WAFER/SUPPORT ARRANGEMENT, METHOD FOR PRODUCING THE ARRANGEMENT, AND USE OF THE ARRANGEMENT IN THE PROCESSING OF THE WAFER

Abstract

A wafer/support arrangement, including a wafer, a support system, which includes a support and an elastomer layer, and a connecting layer, wherein the connecting layer is a sol-gel layer. The invention further relates to a coated wafer for a wafer/support arrangement according to the invention, wherein a sol-gel layer is used as a connecting layer for a corresponding wafer/support assembly, and to a method for processing the back side of a wafer.

Claims

1. A wafer/support arrangement, comprising: a wafer, a support system, comprising a support and an elastomer layer, wherein the elastomer layer is aligned with the wafer, and a connecting layer, wherein the connecting layer is a sol-gel layer which can be produced from the monomers (1) Si(OR1).sub.4, and one, two or all of the following monomers (2) Si(OR1).sub.3R2, (3) Si(OR1).sub.2R3R4 and (4) Si(OR1)R5R6R7, wherein each R1 independently of the others represents H or a C.sub.1- C.sub.8 alkyl group, R2, R3, R4, R5, R6 and R7 in each case independently of one another represent a C.sub.1-C.sub.20 alkyl group, a fluorinated C.sub.1-C.sub.20 alkyl group, a C.sub.1-C.sub.20 aminoalkyl group, a C.sub.2-C.sub.20 alkenyl group, an aryl group, a fluorinated aryl group, a single, double or triple C.sub.1-C.sub.4 alkylated aryl, wherein the alkylations are independent of one another with regard to their number of C atoms and/or wherein the group can also be fluorinated, or can represent a C.sub.3-C.sub.20 epoxy group.

2. The wafer/support arrangement according to claim 1, wherein the molar ratio of the monomers (1) to the sum of the quantities of substance of the monomers (2), (3) and (4) is 0.032 (1:31.25) to 1.6 (1.6:1).

3. The wafer/support arrangement according to claim 1, wherein the layer thickness of the connecting layer is 10 to 200 nm.

4. The wafer/support arrangement according to claim 1, wherein each R1 independently of the others represents a C.sub.1-C.sub.3 alkyl group and/or R2, R3, R4, R5, R6 and R7 in each case independently of one another represent a C.sub.1-C.sub.3 alkyl group, a fluorinated C.sub.1-C.sub.3 alkyl group, a C.sub.2-C.sub.3 alkenyl group or phenyl group.

5. The wafer/support arrangement according to claim 1, wherein the elastomer layer is an organosilicon layer.

6. The wafer/support arrangement according to claim 1, wherein the surface with the lowest adhesive force in the arrangement is the interface between the connecting layer and the elastomer layer.

7. The wafer/support arrangement according to claim 1, wherein the wafer on the side directed towards the connecting layer comprises electronic components.

8. The wafer/support arrangement according to claim 1, wherein the support is a glass plate or a second wafer.

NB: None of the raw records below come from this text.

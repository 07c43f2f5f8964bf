//! Consume-until-terminator helpers for the constructs nested in tags and prolog.

use super::HtmlParser;
use crate::builder::TreeBuilder;
use crate::dialect::ContentSite;
use crate::error::ParseErrorCode;
use crate::token::TokenKind;
use crate::tree::NodeKind;

impl HtmlParser<'_> {
    /// Processing instructions, at most one doctype, comments and whitespace.
    pub(super) fn parse_prolog(&mut self, b: &mut TreeBuilder<'_>) {
        let prolog = b.mark();
        let mut seen_doctype = false;
        loop {
            match b.current() {
                Some(TokenKind::PiStart) => self.parse_processing_instruction(b),
                Some(TokenKind::DoctypeStart) if !seen_doctype => {
                    seen_doctype = true;
                    self.parse_doctype(b);
                }
                Some(TokenKind::CommentStart) => self.parse_comment(b),
                Some(TokenKind::RealWhitespace) => b.advance(),
                _ => break,
            }
        }
        b.done(prolog, NodeKind::Prolog);
    }

    fn parse_doctype(&mut self, b: &mut TreeBuilder<'_>) {
        let doctype = b.mark();
        b.advance();
        while matches!(
            b.current(),
            Some(
                TokenKind::Name
                    | TokenKind::DoctypePublic
                    | TokenKind::DoctypeSystem
                    | TokenKind::AttrValueStartDelimiter
                    | TokenKind::AttrValueToken
                    | TokenKind::AttrValueEndDelimiter
                    | TokenKind::EntityRef
                    | TokenKind::CharEntityRef
                    | TokenKind::BadCharacter
            )
        ) {
            b.advance();
        }
        match b.current() {
            Some(TokenKind::DoctypeEnd) => b.advance(),
            None => b.error_here(ParseErrorCode::UnexpectedEof),
            Some(_) => b.error_here(ParseErrorCode::DoctypeNotClosed),
        }
        b.done(doctype, NodeKind::Doctype);
    }

    /// Comment body is opaque; a missing `-->` is not reported.
    pub(super) fn parse_comment(&mut self, b: &mut TreeBuilder<'_>) {
        let comment = b.mark();
        b.advance();
        while let Some(kind) = b.current() {
            match kind {
                TokenKind::CommentEnd => {
                    b.advance();
                    break;
                }
                TokenKind::CommentCharacters
                | TokenKind::ConditionalCommentStart
                | TokenKind::ConditionalCommentStartEnd
                | TokenKind::ConditionalCommentEndStart
                | TokenKind::ConditionalCommentEnd => b.advance(),
                _ => break,
            }
        }
        b.done(comment, NodeKind::Comment);
    }

    pub(super) fn parse_cdata(&mut self, b: &mut TreeBuilder<'_>) {
        let cdata = b.mark();
        b.advance();
        while b.current() == Some(TokenKind::DataCharacters) {
            b.advance();
        }
        if b.current() == Some(TokenKind::CdataEnd) {
            b.advance();
        }
        b.done(cdata, NodeKind::Cdata);
    }

    /// `<?target name="value" ...?>`
    pub(super) fn parse_processing_instruction(&mut self, b: &mut TreeBuilder<'_>) {
        let pi = b.mark();
        b.advance();
        if b.current() == Some(TokenKind::PiTarget) {
            b.advance();
        }
        loop {
            match b.current() {
                Some(TokenKind::Name) => {
                    b.advance();
                    if b.current() == Some(TokenKind::Eq) {
                        b.advance();
                    } else {
                        b.error_here(ParseErrorCode::EqExpected);
                    }
                    self.parse_attribute_value(b);
                }
                Some(TokenKind::BadCharacter) => {
                    let stray = b.mark();
                    b.advance();
                    b.error(stray, ParseErrorCode::UnexpectedToken);
                }
                _ => break,
            }
        }
        if b.current() == Some(TokenKind::PiEnd) {
            b.advance();
        } else {
            b.error_here(ParseErrorCode::UnterminatedProcessingInstruction);
        }
        b.done(pi, NodeKind::ProcessingInstruction);
    }

    pub(super) fn parse_reference(&mut self, b: &mut TreeBuilder<'_>) {
        let reference = b.mark();
        b.advance();
        b.done(reference, NodeKind::Reference);
    }

    /// Attributes and references up to the first token that is neither.
    pub(super) fn parse_tag_header(&mut self, b: &mut TreeBuilder<'_>) {
        while let Some(kind) = b.current() {
            match kind {
                TokenKind::Name => self.parse_attribute(b),
                TokenKind::EntityRef | TokenKind::CharEntityRef => self.parse_reference(b),
                TokenKind::BadCharacter => {
                    let code = if b.current_text() == "&" {
                        ParseErrorCode::UnescapedAmpersand
                    } else {
                        ParseErrorCode::UnexpectedToken
                    };
                    let stray = b.mark();
                    b.advance();
                    b.error(stray, code);
                }
                _ if self.dialect.custom_content(kind, ContentSite::TagHeader) => {
                    self.parse_custom_content(b, ContentSite::TagHeader);
                }
                _ => break,
            }
        }
    }

    fn parse_attribute(&mut self, b: &mut TreeBuilder<'_>) {
        debug_assert_eq!(b.current(), Some(TokenKind::Name));
        let attribute = b.mark();
        b.advance();
        if b.current() == Some(TokenKind::Eq) {
            b.advance();
            self.parse_attribute_value(b);
        }
        b.done(attribute, NodeKind::Attribute);
    }

    /// A quoted value, a single unquoted token, or a dialect island. Nothing is
    /// recorded when no value follows `=`.
    fn parse_attribute_value(&mut self, b: &mut TreeBuilder<'_>) {
        let value = b.mark();
        match b.current() {
            Some(TokenKind::AttrValueStartDelimiter) => {
                b.advance();
                let mut closed = false;
                while let Some(kind) = b.current() {
                    match kind {
                        TokenKind::AttrValueEndDelimiter => {
                            b.advance();
                            closed = true;
                            break;
                        }
                        TokenKind::EndTagStart
                        | TokenKind::EmptyElementEnd
                        | TokenKind::StartTagStart => break,
                        TokenKind::BadCharacter => {
                            let bad = b.mark();
                            b.advance();
                            b.error(bad, ParseErrorCode::UnescapedAmpersand);
                        }
                        TokenKind::EntityRef | TokenKind::CharEntityRef => self.parse_reference(b),
                        _ if self.dialect.custom_content(kind, ContentSite::AttributeValue) => {
                            self.parse_custom_content(b, ContentSite::AttributeValue);
                        }
                        _ => b.advance(),
                    }
                }
                if !closed {
                    b.error_here(ParseErrorCode::UnclosedAttributeValue);
                }
            }
            Some(kind) if self.dialect.custom_content(kind, ContentSite::AttributeValue) => {
                self.parse_custom_content(b, ContentSite::AttributeValue);
            }
            Some(TokenKind::AttrValueToken) => b.advance(),
            _ => {
                b.drop_marker(value);
                return;
            }
        }
        b.done(value, NodeKind::AttributeValue);
    }
}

9. The wafer/support arrangement according to claim 1, wherein the adhesive force between the connecting layer and the elastomer layer is ≦300 N/m, at a traction speed of in each case [of] 0.1 mm/s.

10. A coated wafer for a wafer/support arrangement according to claim 1, wherein the coating is a connecting layer.

11. The coated wafer according to claim 10, wherein the connecting layer on the side facing away from the wafer has a static water boundary angle of ≧80°, and/or a surface energy of 15-25 mJ/m.sup.2.

12. A connecting layer for the production of a wafer/support arrangement according to claim 1.

13. A method for processing the back side of a wafer, comprising the steps: a) providing a wafer/support arrangement according to claim 1. b) processing the back side of the wafer and c) mechanically separating the wafer/support arrangement along the interface between the elastomer layer and the connecting layer.

14. The method according to claim 13, wherein after step c) the connecting layer is chemically removed from the wafer.

Description

EXAMPLES

Measurement Examples

Measurement Example 1

Ascertaining the Adhesive Force Between the Connecting Layer and the Elastomer Layer

[0078] The wafers connected according to FIG. 1c) are introduced into an apparatus and arrangement according to FIG. 3 and fixed by means of a vacuum to the upper and lower retaining plates. In FIG. 3 the references represent the following: [0079] 1 upper retaining plate [0080] 2 upper vacuum supply [0081] 3 support [0082] 4 elastomer [0083] 5 device wafer with connecting layer (diameter 300 mm) [0084] 6 lower vacuum plate [0085] 7 lower retaining plate [0086] 8 end point [0087] 9 vacuum supply

[0088] The upper retaining plate is designed to be flexible and is made of polycarbonate, brand name Makrolon®, Bayer AG, with a modulus of elasticity of 2.2-2.4 GPa. The plate is 5 mm thick, has a width of 340 mm and is 400 mm long. The retaining plate is affixed so that the introduction of force takes place on the longer side which projects beyond the wafer (diameter 300 mm).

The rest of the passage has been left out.